▶ [Exercise description]: Pull every line with "Solana" from the data.

======

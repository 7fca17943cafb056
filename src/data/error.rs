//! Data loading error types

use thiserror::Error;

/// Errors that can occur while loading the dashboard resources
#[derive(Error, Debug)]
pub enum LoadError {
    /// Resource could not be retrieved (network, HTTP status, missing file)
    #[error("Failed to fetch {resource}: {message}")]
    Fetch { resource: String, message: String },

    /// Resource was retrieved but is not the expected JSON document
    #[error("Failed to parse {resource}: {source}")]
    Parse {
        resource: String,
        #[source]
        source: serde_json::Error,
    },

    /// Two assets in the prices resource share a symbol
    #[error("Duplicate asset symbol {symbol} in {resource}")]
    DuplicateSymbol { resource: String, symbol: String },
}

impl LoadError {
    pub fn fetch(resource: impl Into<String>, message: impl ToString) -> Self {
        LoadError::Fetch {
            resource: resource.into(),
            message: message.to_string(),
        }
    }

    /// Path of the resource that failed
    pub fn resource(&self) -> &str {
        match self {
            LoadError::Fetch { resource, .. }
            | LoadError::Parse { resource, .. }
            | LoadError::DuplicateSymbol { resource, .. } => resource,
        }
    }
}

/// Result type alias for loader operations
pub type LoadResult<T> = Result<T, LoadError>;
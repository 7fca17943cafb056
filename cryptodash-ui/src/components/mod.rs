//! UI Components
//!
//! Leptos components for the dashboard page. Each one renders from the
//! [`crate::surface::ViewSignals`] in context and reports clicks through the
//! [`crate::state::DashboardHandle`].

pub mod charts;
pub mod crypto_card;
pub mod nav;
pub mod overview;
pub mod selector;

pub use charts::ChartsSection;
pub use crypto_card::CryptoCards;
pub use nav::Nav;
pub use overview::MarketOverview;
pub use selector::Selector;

======

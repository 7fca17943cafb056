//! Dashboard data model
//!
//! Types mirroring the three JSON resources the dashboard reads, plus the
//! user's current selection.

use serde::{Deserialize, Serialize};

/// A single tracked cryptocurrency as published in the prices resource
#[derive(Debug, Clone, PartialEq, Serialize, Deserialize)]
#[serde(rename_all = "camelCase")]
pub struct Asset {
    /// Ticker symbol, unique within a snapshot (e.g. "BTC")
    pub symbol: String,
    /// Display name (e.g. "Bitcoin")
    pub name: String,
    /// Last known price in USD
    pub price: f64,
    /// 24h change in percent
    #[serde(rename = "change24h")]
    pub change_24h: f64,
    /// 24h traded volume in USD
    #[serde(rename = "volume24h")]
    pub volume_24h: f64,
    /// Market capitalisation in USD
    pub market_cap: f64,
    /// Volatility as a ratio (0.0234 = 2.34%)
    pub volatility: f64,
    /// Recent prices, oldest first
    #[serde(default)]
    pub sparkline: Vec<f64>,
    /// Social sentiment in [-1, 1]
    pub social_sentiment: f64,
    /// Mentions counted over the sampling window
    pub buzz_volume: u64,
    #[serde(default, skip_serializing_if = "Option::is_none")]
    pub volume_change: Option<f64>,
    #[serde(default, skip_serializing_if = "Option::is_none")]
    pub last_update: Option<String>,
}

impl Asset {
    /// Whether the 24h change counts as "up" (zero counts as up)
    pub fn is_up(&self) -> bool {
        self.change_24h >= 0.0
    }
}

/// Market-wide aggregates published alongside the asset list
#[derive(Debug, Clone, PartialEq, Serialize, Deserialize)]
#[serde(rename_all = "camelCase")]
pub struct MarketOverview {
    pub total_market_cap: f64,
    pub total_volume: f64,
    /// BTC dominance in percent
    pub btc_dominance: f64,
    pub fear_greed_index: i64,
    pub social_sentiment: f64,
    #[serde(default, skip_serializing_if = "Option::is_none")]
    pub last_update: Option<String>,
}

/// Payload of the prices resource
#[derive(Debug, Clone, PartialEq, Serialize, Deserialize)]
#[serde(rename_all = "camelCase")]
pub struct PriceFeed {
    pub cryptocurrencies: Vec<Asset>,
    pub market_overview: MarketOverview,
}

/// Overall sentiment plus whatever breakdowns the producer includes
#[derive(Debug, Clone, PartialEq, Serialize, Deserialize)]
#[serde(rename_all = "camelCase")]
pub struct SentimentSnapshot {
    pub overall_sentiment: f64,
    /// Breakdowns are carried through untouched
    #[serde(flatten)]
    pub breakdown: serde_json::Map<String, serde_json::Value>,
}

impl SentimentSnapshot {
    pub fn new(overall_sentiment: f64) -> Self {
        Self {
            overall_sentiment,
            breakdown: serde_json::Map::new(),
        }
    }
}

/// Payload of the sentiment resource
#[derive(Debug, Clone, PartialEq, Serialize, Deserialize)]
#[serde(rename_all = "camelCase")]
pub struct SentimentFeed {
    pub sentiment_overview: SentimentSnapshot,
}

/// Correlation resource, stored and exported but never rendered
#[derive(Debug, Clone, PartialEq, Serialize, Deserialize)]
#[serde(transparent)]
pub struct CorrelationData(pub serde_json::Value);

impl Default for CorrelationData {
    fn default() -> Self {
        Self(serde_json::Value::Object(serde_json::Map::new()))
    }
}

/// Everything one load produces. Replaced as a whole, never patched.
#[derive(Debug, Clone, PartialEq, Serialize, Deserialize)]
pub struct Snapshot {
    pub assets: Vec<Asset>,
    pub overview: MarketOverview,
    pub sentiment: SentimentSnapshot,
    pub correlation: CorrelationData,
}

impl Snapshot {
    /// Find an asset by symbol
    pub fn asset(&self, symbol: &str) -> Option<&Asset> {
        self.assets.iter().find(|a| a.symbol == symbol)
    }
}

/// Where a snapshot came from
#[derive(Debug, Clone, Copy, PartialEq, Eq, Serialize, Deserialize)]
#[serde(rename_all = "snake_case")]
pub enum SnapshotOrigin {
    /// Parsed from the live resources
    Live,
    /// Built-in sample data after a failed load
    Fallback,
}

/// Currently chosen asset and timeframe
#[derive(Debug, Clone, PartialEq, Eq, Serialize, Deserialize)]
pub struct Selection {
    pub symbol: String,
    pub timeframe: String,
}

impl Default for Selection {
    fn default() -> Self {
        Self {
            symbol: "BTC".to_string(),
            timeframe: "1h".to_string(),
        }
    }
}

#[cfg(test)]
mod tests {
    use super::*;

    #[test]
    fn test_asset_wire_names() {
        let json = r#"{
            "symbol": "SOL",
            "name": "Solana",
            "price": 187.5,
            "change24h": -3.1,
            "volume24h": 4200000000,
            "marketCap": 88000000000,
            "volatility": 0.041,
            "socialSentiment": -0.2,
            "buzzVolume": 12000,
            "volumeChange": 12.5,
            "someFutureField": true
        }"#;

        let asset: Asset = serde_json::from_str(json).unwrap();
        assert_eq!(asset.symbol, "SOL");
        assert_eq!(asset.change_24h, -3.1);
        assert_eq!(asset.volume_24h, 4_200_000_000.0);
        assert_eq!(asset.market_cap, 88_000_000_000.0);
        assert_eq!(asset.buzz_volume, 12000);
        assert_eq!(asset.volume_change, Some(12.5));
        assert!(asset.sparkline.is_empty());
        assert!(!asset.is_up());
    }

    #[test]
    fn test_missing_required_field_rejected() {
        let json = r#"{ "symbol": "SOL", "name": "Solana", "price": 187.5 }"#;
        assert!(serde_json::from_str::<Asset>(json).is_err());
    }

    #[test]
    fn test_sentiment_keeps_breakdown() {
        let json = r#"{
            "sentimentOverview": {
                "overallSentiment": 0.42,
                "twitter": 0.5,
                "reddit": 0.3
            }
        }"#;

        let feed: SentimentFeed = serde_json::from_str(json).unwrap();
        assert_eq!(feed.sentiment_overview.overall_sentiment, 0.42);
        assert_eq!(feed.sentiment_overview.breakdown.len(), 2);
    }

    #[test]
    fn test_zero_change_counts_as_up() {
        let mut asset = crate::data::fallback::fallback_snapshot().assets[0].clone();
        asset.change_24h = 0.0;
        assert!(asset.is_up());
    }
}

======

▶ [Task output]:
            "name": "Solana",
        let json = r#"{ "symbol": "SOL", "name": "Solana", "price": 187.5 }"#;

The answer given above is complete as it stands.